The People Who Built It

Every piece of coral stone was cut and placed by enslaved workers. Every acre of cane was planted, tended, and harvested by enslaved workers. The sugar that made St Nicholas Abbey wealthy passed through a refinery powered by enslaved workers. For more than two hundred years, the abbey's elegance was underwritten by forced labor on a scale that is difficult to comprehend from inside its dining room. The Barbados Tourism Authority lists the property as one of the 'Seven Wonders of Barbados,' and it has attracted thousands of visitors a year, many drawn by the architecture and the rare 1930s film of plantation life that plays in the museum. That film, shot by a Cave family member, shows the rhythms of sugar production with a tourist's eye. What it does not show is how those rhythms were established and at whose expense.

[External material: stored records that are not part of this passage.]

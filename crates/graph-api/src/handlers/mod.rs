//! Route handlers
//!
//! All HTTP request handlers organized by domain.

pub mod channels;
pub mod health;
pub mod reactions;
pub mod subscriptions;
pub mod users;
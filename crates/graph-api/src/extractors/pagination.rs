//! Pagination extractor
//!
//! Extracts keyset pagination parameters from query strings.

use axum::{
    async_trait,
    extract::{FromRequestParts, Query},
    http::request::Parts,
};
use graph_core::entities::{EdgeCursor, EdgePage, DEFAULT_PAGE_LIMIT};
use graph_core::TargetType;
use serde::Deserialize;
use validator::Validate;

use crate::response::ApiError;

/// Raw pagination query parameters
#[derive(Debug, Default, Deserialize, Validate)]
pub struct PaginationParams {
    /// Resume after this cursor (`<created_at-micros>:<id>`, or
    /// `<created_at-micros>:<type>:<id>` for reacted-target listings)
    #[serde(default)]
    pub after: Option<String>,
    /// Maximum number of items to return
    #[serde(default)]
    #[validate(range(min = 1, max = 100, message = "limit must be between 1 and 100"))]
    pub limit: Option<u32>,
}

/// Validated pagination parameters
#[derive(Debug, Clone)]
pub struct Pagination {
    pub page: EdgePage,
}

impl Default for Pagination {
    fn default() -> Self {
        Self {
            page: EdgePage::first(DEFAULT_PAGE_LIMIT),
        }
    }
}

impl TryFrom<PaginationParams> for Pagination {
    type Error = ApiError;

    fn try_from(params: PaginationParams) -> Result<Self, Self::Error> {
        params.validate()?;

        let page = EdgePage::first(params.limit.unwrap_or(DEFAULT_PAGE_LIMIT));
        let page = match params.after.as_deref() {
            Some(raw) => page.after(
                EdgeCursor::decode(raw)
                    .map_err(|_| ApiError::invalid_query("Invalid 'after' cursor format"))?,
            ),
            None => page,
        };

        Ok(Pagination { page })
    }
}

#[async_trait]
impl<S> FromRequestParts<S> for Pagination
where
    S: Send + Sync,
{
    type Rejection = ApiError;

    async fn from_request_parts(parts: &mut Parts, state: &S) -> Result<Self, Self::Rejection> {
        let Query(params) = Query::<PaginationParams>::from_request_parts(parts, state)
            .await
            .map_err(|e| ApiError::invalid_query(e.to_string()))?;

        Pagination::try_from(params)
    }
}

#[derive(Debug, Deserialize)]
struct TargetTypeParams {
    #[serde(rename = "type")]
    target_type: Option<String>,
}

/// Optional `?type=video|comment|tweet` narrowing of a listing
#[derive(Debug, Clone, Copy, Default)]
pub struct TargetTypeFilter(pub Option<TargetType>);

#[async_trait]
impl<S> FromRequestParts<S> for TargetTypeFilter
where
    S: Send + Sync,
{
    type Rejection = ApiError;

    async fn from_request_parts(parts: &mut Parts, state: &S) -> Result<Self, Self::Rejection> {
        let Query(params) = Query::<TargetTypeParams>::from_request_parts(parts, state)
            .await
            .map_err(|e| ApiError::invalid_query(e.to_string()))?;

        let target_type = params
            .target_type
            .map(|raw| raw.parse::<TargetType>())
            .transpose()?;

        Ok(TargetTypeFilter(target_type))
    }
}
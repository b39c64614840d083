//! PostgreSQL implementation of EdgeStore
//!
//! Natural keys are the tables' primary keys, so uniqueness holds no matter
//! how many service instances write concurrently. Transactions on a key take
//! a transaction-scoped advisory lock on it, and snapshots are
//! `REPEATABLE READ, READ ONLY` transactions.

use async_trait::async_trait;
use sqlx::{PgPool, Postgres, Transaction};
use tracing::{debug, instrument};

use graph_core::entities::{Edge, EdgeFilter, EdgeKey, EdgePage};
use graph_core::traits::{EdgeSnapshot, EdgeStore, EdgeTransaction, RepoResult};

use super::error::{map_db_error, map_write_error};
use super::queries;

/// PostgreSQL implementation of EdgeStore
#[derive(Clone)]
pub struct PgEdgeStore {
    pool: PgPool,
}

impl PgEdgeStore {
    /// Create a new PgEdgeStore
    pub fn new(pool: PgPool) -> Self {
        Self { pool }
    }

    pub fn pool(&self) -> &PgPool {
        &self.pool
    }
}

#[async_trait]
impl EdgeStore for PgEdgeStore {
    #[instrument(skip(self))]
    async fn find_edge(&self, key: &EdgeKey) -> RepoResult<Option<Edge>> {
        queries::find_edge(&self.pool, key).await
    }

    #[instrument(skip(self))]
    async fn insert_edge(&self, edge: &Edge) -> RepoResult<Edge> {
        queries::insert_edge(&self.pool, edge).await
    }

    #[instrument(skip(self))]
    async fn delete_edge(&self, key: &EdgeKey) -> RepoResult<bool> {
        queries::delete_edge(&self.pool, key).await
    }

    #[instrument(skip(self))]
    async fn count_edges(&self, filter: &EdgeFilter) -> RepoResult<i64> {
        queries::count_edges(&self.pool, filter).await
    }

    #[instrument(skip(self))]
    async fn list_edges(&self, filter: &EdgeFilter, page: EdgePage) -> RepoResult<Vec<Edge>> {
        queries::list_edges(&self.pool, filter, page).await
    }

    #[instrument(skip(self))]
    async fn begin(&self, key: EdgeKey) -> RepoResult<Box<dyn EdgeTransaction>> {
        let mut tx = self.pool.begin().await.map_err(map_db_error)?;
        queries::lock_key(&mut *tx, &key).await?;
        debug!("Edge transaction opened");

        Ok(Box::new(PgEdgeTransaction { tx }))
    }

    #[instrument(skip(self))]
    async fn snapshot(&self) -> RepoResult<Box<dyn EdgeSnapshot>> {
        let mut tx = self.pool.begin().await.map_err(map_db_error)?;
        sqlx::query("SET TRANSACTION ISOLATION LEVEL REPEATABLE READ, READ ONLY")
            .execute(&mut *tx)
            .await
            .map_err(map_db_error)?;

        Ok(Box::new(PgEdgeSnapshot { tx }))
    }

    #[instrument(skip(self))]
    async fn ping(&self) -> RepoResult<()> {
        sqlx::query("SELECT 1")
            .execute(&self.pool)
            .await
            .map_err(map_db_error)?;
        Ok(())
    }
}

/// Read-committed transaction holding the advisory lock for one key.
///
/// Dropping it without `commit` rolls back.
pub struct PgEdgeTransaction {
    tx: Transaction<'static, Postgres>,
}

#[async_trait]
impl EdgeTransaction for PgEdgeTransaction {
    async fn find_edge(&mut self, key: &EdgeKey) -> RepoResult<Option<Edge>> {
        queries::find_edge(&mut *self.tx, key).await
    }

    async fn insert_edge(&mut self, edge: &Edge) -> RepoResult<Edge> {
        queries::insert_edge(&mut *self.tx, edge).await
    }

    async fn delete_edge(&mut self, key: &EdgeKey) -> RepoResult<bool> {
        queries::delete_edge(&mut *self.tx, key).await
    }

    async fn commit(self: Box<Self>) -> RepoResult<()> {
        self.tx.commit().await.map_err(map_write_error)
    }
}

/// Repeatable-read, read-only view of the edge tables
pub struct PgEdgeSnapshot {
    tx: Transaction<'static, Postgres>,
}

#[async_trait]
impl EdgeSnapshot for PgEdgeSnapshot {
    async fn find_edge(&mut self, key: &EdgeKey) -> RepoResult<Option<Edge>> {
        queries::find_edge(&mut *self.tx, key).await
    }

    async fn count_edges(&mut self, filter: &EdgeFilter) -> RepoResult<i64> {
        queries::count_edges(&mut *self.tx, filter).await
    }

    async fn list_edges(&mut self, filter: &EdgeFilter, page: EdgePage) -> RepoResult<Vec<Edge>> {
        queries::list_edges(&mut *self.tx, filter, page).await
    }

    async fn close(self: Box<Self>) -> RepoResult<()> {
        self.tx.commit().await.map_err(map_db_error)
    }
}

Rum, Restoration, and the Present

Since 2006, the abbey has been owned by Barbadian architect Larry Warren, who has maintained it as a museum and working rum distillery. The property now produces its own rum, completing a circle that connects the modern craft spirit industry to the raw sugarcane that first grew here in 1640. Visitors can walk the grounds under mahogany, box, cabbage palm, silk cotton, and avocado trees. The house passed through the Cumberbatch family, then the Cave family, with Lt. Col. Stephen Cave living there from 1978 until his death in 2003. Each generation left its mark, adding rooms, updating furniture, maintaining the gardens. St Nicholas Abbey endures because people kept choosing to preserve it. The question it poses to every visitor is what, exactly, is being preserved, and whether beauty and brutality can be held in the same gaze without one erasing the other.

From the Air

St Nicholas Abbey sits at 13.278N, 59.592W in the parish of Saint Peter, in northern Barbados. From the air, look for the plantation house and surrounding grounds in the hilly interior north of the Scotland District. The mahogany avenue leading to Cherry Tree Hill is a distinctive linear feature visible from altitude. Grantley Adams International Airport (TBPB) is approximately 25 km to the south. The nearby Morgan Lewis Sugar Mill, the last complete windmill in the Caribbean, is visible to the southeast. Approach from the north for views across the lush interior parishes.